- THE PROBLEM -
Copy out every line in the entries below that includes "keys".

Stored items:
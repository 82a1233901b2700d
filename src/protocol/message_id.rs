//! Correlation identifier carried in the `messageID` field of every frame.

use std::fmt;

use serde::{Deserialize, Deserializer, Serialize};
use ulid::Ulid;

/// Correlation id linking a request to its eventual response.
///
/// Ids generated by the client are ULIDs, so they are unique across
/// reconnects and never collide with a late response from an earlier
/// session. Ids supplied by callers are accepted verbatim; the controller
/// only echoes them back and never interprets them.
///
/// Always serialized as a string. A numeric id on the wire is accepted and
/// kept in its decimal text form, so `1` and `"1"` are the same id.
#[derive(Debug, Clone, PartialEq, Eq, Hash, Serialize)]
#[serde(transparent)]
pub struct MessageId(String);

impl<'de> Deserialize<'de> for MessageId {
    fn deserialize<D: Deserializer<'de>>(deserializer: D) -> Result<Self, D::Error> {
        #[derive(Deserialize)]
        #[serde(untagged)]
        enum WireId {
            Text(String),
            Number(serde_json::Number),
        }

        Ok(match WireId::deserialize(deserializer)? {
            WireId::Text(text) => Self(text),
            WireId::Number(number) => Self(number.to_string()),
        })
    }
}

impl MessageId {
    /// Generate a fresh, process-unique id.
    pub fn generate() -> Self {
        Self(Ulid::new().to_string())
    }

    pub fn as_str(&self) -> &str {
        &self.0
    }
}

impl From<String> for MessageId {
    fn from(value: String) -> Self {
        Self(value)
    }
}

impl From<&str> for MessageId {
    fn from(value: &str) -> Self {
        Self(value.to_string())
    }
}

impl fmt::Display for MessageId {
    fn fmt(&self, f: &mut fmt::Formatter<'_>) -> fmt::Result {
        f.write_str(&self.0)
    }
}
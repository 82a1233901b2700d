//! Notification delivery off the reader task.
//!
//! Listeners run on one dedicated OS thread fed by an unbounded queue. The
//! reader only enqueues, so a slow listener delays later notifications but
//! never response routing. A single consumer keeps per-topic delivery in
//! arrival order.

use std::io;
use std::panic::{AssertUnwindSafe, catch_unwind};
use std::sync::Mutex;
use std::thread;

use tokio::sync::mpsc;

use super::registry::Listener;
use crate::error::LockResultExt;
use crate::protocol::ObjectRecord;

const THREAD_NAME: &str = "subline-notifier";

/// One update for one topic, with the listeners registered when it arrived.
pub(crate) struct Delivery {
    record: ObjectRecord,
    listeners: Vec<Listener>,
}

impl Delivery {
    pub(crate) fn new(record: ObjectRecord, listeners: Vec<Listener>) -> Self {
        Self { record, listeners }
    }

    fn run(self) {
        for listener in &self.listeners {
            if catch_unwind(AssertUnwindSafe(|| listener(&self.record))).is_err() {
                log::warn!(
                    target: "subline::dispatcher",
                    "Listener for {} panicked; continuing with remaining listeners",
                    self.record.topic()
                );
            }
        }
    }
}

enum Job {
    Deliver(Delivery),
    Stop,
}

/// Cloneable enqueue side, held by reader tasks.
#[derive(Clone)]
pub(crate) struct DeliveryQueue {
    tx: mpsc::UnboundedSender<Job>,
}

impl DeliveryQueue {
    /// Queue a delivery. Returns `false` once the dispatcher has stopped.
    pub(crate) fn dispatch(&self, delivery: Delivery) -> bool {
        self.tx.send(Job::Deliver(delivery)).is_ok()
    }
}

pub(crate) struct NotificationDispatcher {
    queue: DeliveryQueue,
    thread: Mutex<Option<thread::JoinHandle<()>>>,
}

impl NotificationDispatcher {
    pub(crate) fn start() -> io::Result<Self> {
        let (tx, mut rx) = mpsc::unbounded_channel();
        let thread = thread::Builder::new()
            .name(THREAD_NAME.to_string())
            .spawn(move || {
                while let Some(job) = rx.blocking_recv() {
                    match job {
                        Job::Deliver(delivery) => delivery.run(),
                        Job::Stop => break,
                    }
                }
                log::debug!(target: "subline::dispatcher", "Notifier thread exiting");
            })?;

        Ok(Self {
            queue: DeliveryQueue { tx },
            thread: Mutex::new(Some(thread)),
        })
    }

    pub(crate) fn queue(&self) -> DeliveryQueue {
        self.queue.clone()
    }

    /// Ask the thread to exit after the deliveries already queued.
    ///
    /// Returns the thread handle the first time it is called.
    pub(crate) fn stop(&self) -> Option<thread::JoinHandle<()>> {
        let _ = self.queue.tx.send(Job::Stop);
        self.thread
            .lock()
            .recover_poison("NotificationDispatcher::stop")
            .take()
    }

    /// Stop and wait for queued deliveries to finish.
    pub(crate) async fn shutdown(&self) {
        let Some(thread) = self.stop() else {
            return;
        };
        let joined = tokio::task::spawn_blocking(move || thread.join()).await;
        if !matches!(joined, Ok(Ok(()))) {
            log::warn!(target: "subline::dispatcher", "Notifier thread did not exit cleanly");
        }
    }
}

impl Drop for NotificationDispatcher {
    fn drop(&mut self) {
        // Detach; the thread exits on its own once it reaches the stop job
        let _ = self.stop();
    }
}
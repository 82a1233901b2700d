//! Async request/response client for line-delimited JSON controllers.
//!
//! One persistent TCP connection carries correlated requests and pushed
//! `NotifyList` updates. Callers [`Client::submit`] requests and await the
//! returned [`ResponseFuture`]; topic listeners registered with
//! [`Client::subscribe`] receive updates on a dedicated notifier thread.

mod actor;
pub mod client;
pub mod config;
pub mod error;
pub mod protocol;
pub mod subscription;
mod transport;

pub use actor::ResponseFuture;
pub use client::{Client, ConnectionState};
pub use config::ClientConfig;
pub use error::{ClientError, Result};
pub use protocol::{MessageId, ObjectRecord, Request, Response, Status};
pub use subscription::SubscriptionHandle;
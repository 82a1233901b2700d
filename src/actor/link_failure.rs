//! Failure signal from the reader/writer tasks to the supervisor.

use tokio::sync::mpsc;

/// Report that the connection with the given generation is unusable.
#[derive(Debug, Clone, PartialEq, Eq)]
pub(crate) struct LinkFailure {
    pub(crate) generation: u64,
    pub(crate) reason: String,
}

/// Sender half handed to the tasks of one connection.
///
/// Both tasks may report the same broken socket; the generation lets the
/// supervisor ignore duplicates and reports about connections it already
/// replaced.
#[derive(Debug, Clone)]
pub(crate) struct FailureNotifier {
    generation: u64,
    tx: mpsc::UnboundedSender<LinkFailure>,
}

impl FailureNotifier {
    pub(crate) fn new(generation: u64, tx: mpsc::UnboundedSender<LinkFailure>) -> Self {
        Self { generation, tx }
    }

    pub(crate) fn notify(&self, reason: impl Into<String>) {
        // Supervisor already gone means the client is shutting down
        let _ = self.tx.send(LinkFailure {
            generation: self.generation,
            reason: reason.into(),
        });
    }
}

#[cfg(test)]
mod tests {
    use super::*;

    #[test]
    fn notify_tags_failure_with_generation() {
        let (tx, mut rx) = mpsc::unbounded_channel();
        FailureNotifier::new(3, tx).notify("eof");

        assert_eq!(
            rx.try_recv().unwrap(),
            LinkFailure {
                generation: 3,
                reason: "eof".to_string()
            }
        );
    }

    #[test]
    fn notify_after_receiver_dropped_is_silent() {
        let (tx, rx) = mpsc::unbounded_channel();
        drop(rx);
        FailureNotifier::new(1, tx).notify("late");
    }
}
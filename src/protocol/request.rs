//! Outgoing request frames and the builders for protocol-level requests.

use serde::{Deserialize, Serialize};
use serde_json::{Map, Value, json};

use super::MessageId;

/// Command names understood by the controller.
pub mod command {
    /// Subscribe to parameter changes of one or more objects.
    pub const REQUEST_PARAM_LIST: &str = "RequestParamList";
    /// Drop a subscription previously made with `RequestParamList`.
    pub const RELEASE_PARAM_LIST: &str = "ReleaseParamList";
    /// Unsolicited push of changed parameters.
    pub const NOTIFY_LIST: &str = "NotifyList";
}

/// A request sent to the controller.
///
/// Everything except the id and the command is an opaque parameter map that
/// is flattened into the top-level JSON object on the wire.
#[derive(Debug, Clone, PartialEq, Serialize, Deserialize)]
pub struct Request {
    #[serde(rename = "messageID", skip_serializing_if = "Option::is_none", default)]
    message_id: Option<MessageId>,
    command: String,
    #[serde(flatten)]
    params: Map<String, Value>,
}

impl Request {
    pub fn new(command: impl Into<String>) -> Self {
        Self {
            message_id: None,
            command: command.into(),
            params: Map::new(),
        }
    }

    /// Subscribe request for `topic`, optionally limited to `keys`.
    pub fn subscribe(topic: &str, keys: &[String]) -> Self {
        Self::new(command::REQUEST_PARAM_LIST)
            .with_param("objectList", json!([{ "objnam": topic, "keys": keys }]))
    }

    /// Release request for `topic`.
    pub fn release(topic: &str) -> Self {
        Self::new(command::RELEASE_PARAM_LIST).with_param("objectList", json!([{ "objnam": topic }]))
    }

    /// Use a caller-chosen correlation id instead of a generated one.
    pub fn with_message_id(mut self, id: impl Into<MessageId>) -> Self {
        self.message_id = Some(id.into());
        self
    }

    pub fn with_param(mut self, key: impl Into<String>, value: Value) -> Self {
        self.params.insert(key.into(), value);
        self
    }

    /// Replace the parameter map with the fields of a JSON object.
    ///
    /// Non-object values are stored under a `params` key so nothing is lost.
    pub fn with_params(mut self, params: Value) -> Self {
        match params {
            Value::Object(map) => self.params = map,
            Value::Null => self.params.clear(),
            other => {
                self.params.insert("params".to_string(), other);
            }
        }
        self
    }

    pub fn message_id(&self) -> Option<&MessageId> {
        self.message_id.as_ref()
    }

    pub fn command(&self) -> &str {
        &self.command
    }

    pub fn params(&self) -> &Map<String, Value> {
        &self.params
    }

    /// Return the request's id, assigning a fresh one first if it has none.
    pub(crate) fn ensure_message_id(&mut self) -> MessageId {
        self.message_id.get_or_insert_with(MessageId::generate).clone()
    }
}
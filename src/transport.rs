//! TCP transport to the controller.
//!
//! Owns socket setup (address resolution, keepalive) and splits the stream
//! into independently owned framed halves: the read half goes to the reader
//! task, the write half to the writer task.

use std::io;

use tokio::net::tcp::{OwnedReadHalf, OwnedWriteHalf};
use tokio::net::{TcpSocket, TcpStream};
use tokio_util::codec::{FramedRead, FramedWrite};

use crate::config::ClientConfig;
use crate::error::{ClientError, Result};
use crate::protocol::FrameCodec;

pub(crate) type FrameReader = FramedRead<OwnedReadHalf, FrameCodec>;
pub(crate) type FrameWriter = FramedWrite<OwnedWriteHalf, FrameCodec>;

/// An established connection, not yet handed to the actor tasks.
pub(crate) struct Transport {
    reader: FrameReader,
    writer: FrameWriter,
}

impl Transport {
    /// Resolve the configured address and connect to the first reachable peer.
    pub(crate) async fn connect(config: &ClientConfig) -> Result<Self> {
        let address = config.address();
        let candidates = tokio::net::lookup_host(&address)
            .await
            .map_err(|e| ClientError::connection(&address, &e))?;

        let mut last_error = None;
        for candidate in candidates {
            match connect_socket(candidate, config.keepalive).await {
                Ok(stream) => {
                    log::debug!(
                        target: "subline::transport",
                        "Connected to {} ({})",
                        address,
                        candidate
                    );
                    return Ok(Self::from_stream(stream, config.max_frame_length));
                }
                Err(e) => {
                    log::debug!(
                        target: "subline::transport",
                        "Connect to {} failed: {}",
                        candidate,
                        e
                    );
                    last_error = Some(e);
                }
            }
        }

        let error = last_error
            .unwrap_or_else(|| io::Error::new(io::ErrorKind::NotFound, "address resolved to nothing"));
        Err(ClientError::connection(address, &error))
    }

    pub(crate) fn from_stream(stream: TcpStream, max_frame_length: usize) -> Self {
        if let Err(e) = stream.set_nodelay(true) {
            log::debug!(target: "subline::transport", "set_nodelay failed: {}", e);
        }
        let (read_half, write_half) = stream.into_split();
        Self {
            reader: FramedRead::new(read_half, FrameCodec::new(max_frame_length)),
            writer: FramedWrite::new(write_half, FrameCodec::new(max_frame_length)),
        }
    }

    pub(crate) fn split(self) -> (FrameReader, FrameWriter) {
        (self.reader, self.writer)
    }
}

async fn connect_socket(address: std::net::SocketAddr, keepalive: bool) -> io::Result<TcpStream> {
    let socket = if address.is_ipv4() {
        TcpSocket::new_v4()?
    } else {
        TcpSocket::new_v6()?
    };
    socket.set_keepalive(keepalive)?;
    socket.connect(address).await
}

- RESPONSE -
    /// Subscribe request for `topic`, optionally limited to `keys`.
    pub fn subscribe(topic: &str, keys: &[String]) -> Self {
            .with_param("objectList", json!([{ "objnam": topic, "keys": keys }]))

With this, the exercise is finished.